Would you return every line of the listing below that has "struct" in it?
++++ DATA FOR PROCESSING ++++
// src/models.rs
use serde::{Serialize, Deserialize};
use chrono::{DateTime, Utc};
use thiserror::Error;

#[derive(Debug, Clone, Copy, PartialEq, Eq, Serialize, Deserialize)]
#[serde(rename_all = "snake_case")]
pub enum PropertyType {
    SingleFamily,
    MultiFamily,
    Condo,
    Townhouse,
}

#[derive(Debug, Clone, PartialEq, Serialize, Deserialize)]
pub struct Property {
    pub address: String,
    pub city: String,
    pub state: String,
    pub zip_code: String,
    pub purchase_price: f64,
    pub property_type: PropertyType,
    pub bedrooms: u32,
    pub bathrooms: f64,
    pub square_feet: u32,
    pub year_built: i32,
    #[serde(default)]
    pub lot_size: Option<f64>,
    #[serde(default)]
    pub listing_url: Option<String>,
    #[serde(default)]
    pub mls_number: Option<String>,
    #[serde(default)]
    pub property_id: Option<String>,
    #[serde(default)]
    pub created_at: Option<DateTime<Utc>>,
    #[serde(default)]
    pub updated_at: Option<DateTime<Utc>>,
}

/// Financial assumptions for a property analysis.
///
/// Percentages are plain numbers (7.0 means 7%). Every field falls back to
/// its default when missing from a request body.
#[derive(Debug, Clone, PartialEq, Serialize, Deserialize)]
#[serde(default)]
pub struct FinancialAssumptions {
    pub down_payment_percentage: f64,
    pub interest_rate: f64,
    pub loan_term_years: u32,
    pub closing_costs_percentage: f64,

    // Income
    pub monthly_rent: f64,
    pub vacancy_rate: f64,
    pub other_monthly_income: f64,

    // Expenses
    pub property_tax_annual: f64,
    pub insurance_annual: f64,
    pub hoa_monthly: f64,
    pub maintenance_percentage: f64, // of gross rent
    pub property_management_percentage: f64, // of gross rent
    pub utilities_monthly: f64,

    // Appreciation and holding
    pub appreciation_rate: f64,
    pub holding_period_years: u32,
}

impl Default for FinancialAssumptions {
    fn default() -> Self {
        FinancialAssumptions {
            down_payment_percentage: 20.0,
            interest_rate: 7.0,
            loan_term_years: 30,
            closing_costs_percentage: 3.0,
            monthly_rent: 0.0,
            vacancy_rate: 5.0,
            other_monthly_income: 0.0,
            property_tax_annual: 0.0,
            insurance_annual: 0.0,
            hoa_monthly: 0.0,
            maintenance_percentage: 10.0,
            property_management_percentage: 10.0,
            utilities_monthly: 0.0,
            appreciation_rate: 3.0,
            holding_period_years: 5,
        }
    }
}

#[derive(Debug, Clone, PartialEq, Serialize, Deserialize)]
pub struct PropertyAnalysis {
    pub property_id: String,
    pub analysis_date: DateTime<Utc>,

    // Purchase details
    pub purchase_price: f64,
    pub down_payment: f64,
    pub loan_amount: f64,
    pub closing_costs: f64,
    pub total_cash_needed: f64,

    // Monthly cash flow
    pub monthly_rental_income: f64,
    pub monthly_expenses: f64,
    pub monthly_mortgage_payment: f64,
    pub monthly_cash_flow: f64,

    // Annual metrics
    pub annual_cash_flow: f64,
    pub annual_roi: f64,
    pub cash_on_cash_return: f64,
    pub cap_rate: f64,

    // Long-term projections
    pub total_profit: f64,
    pub total_equity: f64,
    #[serde(default)]
    pub irr: Option<f64>,

    #[serde(default)]
    pub analysis_id: Option<String>,
    #[serde(default)]
    pub created_at: Option<DateTime<Utc>>,
}

#[derive(Debug, Clone, PartialEq, Error)]
#[error("Invalid value for {field}: {reason}")]
pub struct ValidationError {
    pub field: &'static str,
    pub reason: String,
}

impl ValidationError {
    fn new(field: &'static str, reason: impl Into<String>) -> Self {
        ValidationError { field, reason: reason.into() }
    }
}

/// Property fields as they arrive in a request body. Counts are signed here
/// so that a negative value is reported by `validate` rather than by serde.
#[derive(Debug, Clone, Deserialize)]
pub struct PropertyInput {
    pub address: String,
    pub city: String,
    pub state: String,
    pub zip_code: String,
    pub purchase_price: f64,
    pub property_type: PropertyType,
    pub bedrooms: i64,
    pub bathrooms: f64,
    pub square_feet: i64,
    pub year_built: i32,
    #[serde(default)]
    pub lot_size: Option<f64>,
    #[serde(default)]
    pub listing_url: Option<String>,
    #[serde(default)]
    pub mls_number: Option<String>,
    #[serde(default)]
    pub property_id: Option<String>,
}

pub const MAX_LOAN_TERM_YEARS: u32 = 50;
pub const MAX_HOLDING_PERIOD_YEARS: u32 = 100;

fn require_text(field: &'static str, value: String) -> Result<String, ValidationError> {
    let trimmed = value.trim();
    if trimmed.is_empty() {
        return Err(ValidationError::new(field, "must not be empty"));
    }
    Ok(trimmed.to_string())
}

fn require_non_negative(field: &'static str, value: f64) -> Result<f64, ValidationError> {
    if !value.is_finite() {
        Err(ValidationError::new(field, "must be a finite number"))
    } else if value < 0.0 {
        Err(ValidationError::new(field, "must not be negative"))
    } else {
        Ok(value)
    }
}

fn require_count(field: &'static str, value: i64) -> Result<u32, ValidationError> {
    u32::try_from(value).map_err(|_| {
        if value < 0 {
            ValidationError::new(field, "must not be negative")
        } else {
            ValidationError::new(field, "is too large")
        }
    })
}

impl PropertyInput {
    pub fn validate(self) -> Result<Property, ValidationError> {
        let purchase_price = require_non_negative("purchase_price", self.purchase_price)?;
        if purchase_price == 0.0 {
            return Err(ValidationError::new("purchase_price", "must be greater than zero"));
        }

        let lot_size = self.lot_size
            .map(|size| require_non_negative("lot_size", size))
            .transpose()?;

        Ok(Property {
            address: require_text("address", self.address)?,
            city: require_text("city", self.city)?,
            state: require_text("state", self.state)?,
            zip_code: require_text("zip_code", self.zip_code)?,
            purchase_price,
            property_type: self.property_type,
            bedrooms: require_count("bedrooms", self.bedrooms)?,
            bathrooms: require_non_negative("bathrooms", self.bathrooms)?,
            square_feet: require_count("square_feet", self.square_feet)?,
            year_built: self.year_built,
            lot_size,
            listing_url: self.listing_url.filter(|url| !url.trim().is_empty()),
            mls_number: self.mls_number.filter(|mls| !mls.trim().is_empty()),
            property_id: self.property_id.filter(|id| !id.trim().is_empty()),
            created_at: None,
            updated_at: None,
        })
    }
}

impl FinancialAssumptions {
    pub fn validate(&self) -> Result<(), ValidationError> {
        let amounts = [
            ("down_payment_percentage", self.down_payment_percentage),
            ("interest_rate", self.interest_rate),
            ("closing_costs_percentage", self.closing_costs_percentage),
            ("monthly_rent", self.monthly_rent),
            ("vacancy_rate", self.vacancy_rate),
            ("other_monthly_income", self.other_monthly_income),
            ("property_tax_annual", self.property_tax_annual),
            ("insurance_annual", self.insurance_annual),
            ("hoa_monthly", self.hoa_monthly),
            ("maintenance_percentage", self.maintenance_percentage),
            ("property_management_percentage", self.property_management_percentage),
            ("utilities_monthly", self.utilities_monthly),
            ("appreciation_rate", self.appreciation_rate),
        ];
        for (field, value) in amounts {
            require_non_negative(field, value)?;
        }

        let percentages = [
            ("down_payment_percentage", self.down_payment_percentage),
            ("interest_rate", self.interest_rate),
            ("closing_costs_percentage", self.closing_costs_percentage),
            ("vacancy_rate", self.vacancy_rate),
            ("maintenance_percentage", self.maintenance_percentage),
            ("property_management_percentage", self.property_management_percentage),
            ("appreciation_rate", self.appreciation_rate),
        ];
        for (field, value) in percentages {
            if value > 100.0 {
                return Err(ValidationError::new(field, "must not exceed 100"));
            }
        }

        if self.loan_term_years == 0 {
            return Err(ValidationError::new("loan_term_years", "must be at least 1"));
        }
        if self.loan_term_years > MAX_LOAN_TERM_YEARS {
            return Err(ValidationError::new(
                "loan_term_years",
                format!("must not exceed {}", MAX_LOAN_TERM_YEARS),
            ));
        }
        if self.holding_period_years > MAX_HOLDING_PERIOD_YEARS {
            return Err(ValidationError::new(
                "holding_period_years",
                format!("must not exceed {}", MAX_HOLDING_PERIOD_YEARS),
            ));
        }
        Ok(())
    }
}

impl PropertyAnalysis {
    /// False when a computation overflowed, e.g. an extreme price compounded
    /// over the holding period. Such an analysis cannot be serialized or stored.
    pub fn is_finite(&self) -> bool {
        [
            self.purchase_price,
            self.down_payment,
            self.loan_amount,
            self.closing_costs,
            self.total_cash_needed,
            self.monthly_rental_income,
            self.monthly_expenses,
            self.monthly_mortgage_payment,
            self.monthly_cash_flow,
            self.annual_cash_flow,
            self.annual_roi,
            self.cash_on_cash_return,
            self.cap_rate,
            self.total_profit,
            self.total_equity,
        ]
        .iter()
        .chain(self.irr.iter())
        .all(|value| value.is_finite())
    }
}

#[cfg(test)]
mod tests {
    use super::*;

    fn sample_input() -> PropertyInput {
        PropertyInput {
            address: "123 Main St".to_string(),
            city: "San Francisco".to_string(),
            state: "CA".to_string(),
            zip_code: "94102".to_string(),
            purchase_price: 500_000.0,
            property_type: PropertyType::SingleFamily,
            bedrooms: 3,
            bathrooms: 2.0,
            square_feet: 1500,
            year_built: 2000,
            lot_size: None,
            listing_url: None,
            mls_number: None,
            property_id: None,
        }
    }

    #[test]
    fn assumption_defaults() {
        let assumptions = FinancialAssumptions::default();
        assert_eq!(assumptions.down_payment_percentage, 20.0);
        assert_eq!(assumptions.interest_rate, 7.0);
        assert_eq!(assumptions.loan_term_years, 30);
        assert_eq!(assumptions.vacancy_rate, 5.0);
        assert_eq!(assumptions.holding_period_years, 5);
    }

    #[test]
    fn partial_assumptions_fill_in_defaults() {
        let assumptions: FinancialAssumptions =
            serde_json::from_str(r#"{"monthly_rent": 3000, "interest_rate": 6.5}"#).unwrap();
        assert_eq!(assumptions.monthly_rent, 3000.0);
        assert_eq!(assumptions.interest_rate, 6.5);
        assert_eq!(assumptions.closing_costs_percentage, 3.0);
        assert_eq!(assumptions.maintenance_percentage, 10.0);
    }

    #[test]
    fn valid_input_becomes_property() {
        let property = sample_input().validate().unwrap();
        assert_eq!(property.address, "123 Main St");
        assert_eq!(property.purchase_price, 500_000.0);
        assert_eq!(property.bedrooms, 3);
        assert!(property.property_id.is_none());
    }

    #[test]
    fn rejects_zero_price_and_negative_counts() {
        let mut input = sample_input();
        input.purchase_price = 0.0;
        assert_eq!(input.validate().unwrap_err().field, "purchase_price");

        let mut input = sample_input();
        input.bedrooms = -1;
        assert_eq!(input.validate().unwrap_err().field, "bedrooms");

        let mut input = sample_input();
        input.city = "   ".to_string();
        assert_eq!(input.validate().unwrap_err().field, "city");
    }

    #[test]
    fn rejects_bad_assumptions() {
        let assumptions = FinancialAssumptions { loan_term_years: 0, ..Default::default() };
        assert_eq!(assumptions.validate().unwrap_err().field, "loan_term_years");

        let assumptions = FinancialAssumptions { vacancy_rate: -5.0, ..Default::default() };
        assert_eq!(assumptions.validate().unwrap_err().field, "vacancy_rate");

        let assumptions = FinancialAssumptions { monthly_rent: f64::NAN, ..Default::default() };
        assert_eq!(assumptions.validate().unwrap_err().field, "monthly_rent");
    }

    #[test]
    fn rejects_out_of_range_assumptions() {
        let assumptions = FinancialAssumptions { loan_term_years: 100_000_000, ..Default::default() };
        let err = assumptions.validate().unwrap_err();
        assert_eq!(err.field, "loan_term_years");
        assert_eq!(err.reason, "must not exceed 50");

        let assumptions = FinancialAssumptions { holding_period_years: 1_000, ..Default::default() };
        assert_eq!(assumptions.validate().unwrap_err().field, "holding_period_years");

        let assumptions = FinancialAssumptions { appreciation_rate: 1e300, ..Default::default() };
        assert_eq!(assumptions.validate().unwrap_err().field, "appreciation_rate");

        let assumptions = FinancialAssumptions { interest_rate: 250.0, ..Default::default() };
        assert_eq!(assumptions.validate().unwrap_err().field, "interest_rate");

        let assumptions = FinancialAssumptions {
            loan_term_years: MAX_LOAN_TERM_YEARS,
            holding_period_years: MAX_HOLDING_PERIOD_YEARS,
            appreciation_rate: 100.0,
            ..Default::default()
        };
        assert!(assumptions.validate().is_ok());
    }

    #[test]
    fn property_type_uses_snake_case() {
        let json = serde_json::to_string(&PropertyType::MultiFamily).unwrap();
        assert_eq!(json, "\"multi_family\"");
        assert!(serde_json::from_str::<PropertyType>("\"castle\"").is_err());
    }
}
++++
EXPECTED OUTPUT:
pub struct Property {
pub struct FinancialAssumptions {
pub struct PropertyAnalysis {
pub struct ValidationError {
pub struct PropertyInput {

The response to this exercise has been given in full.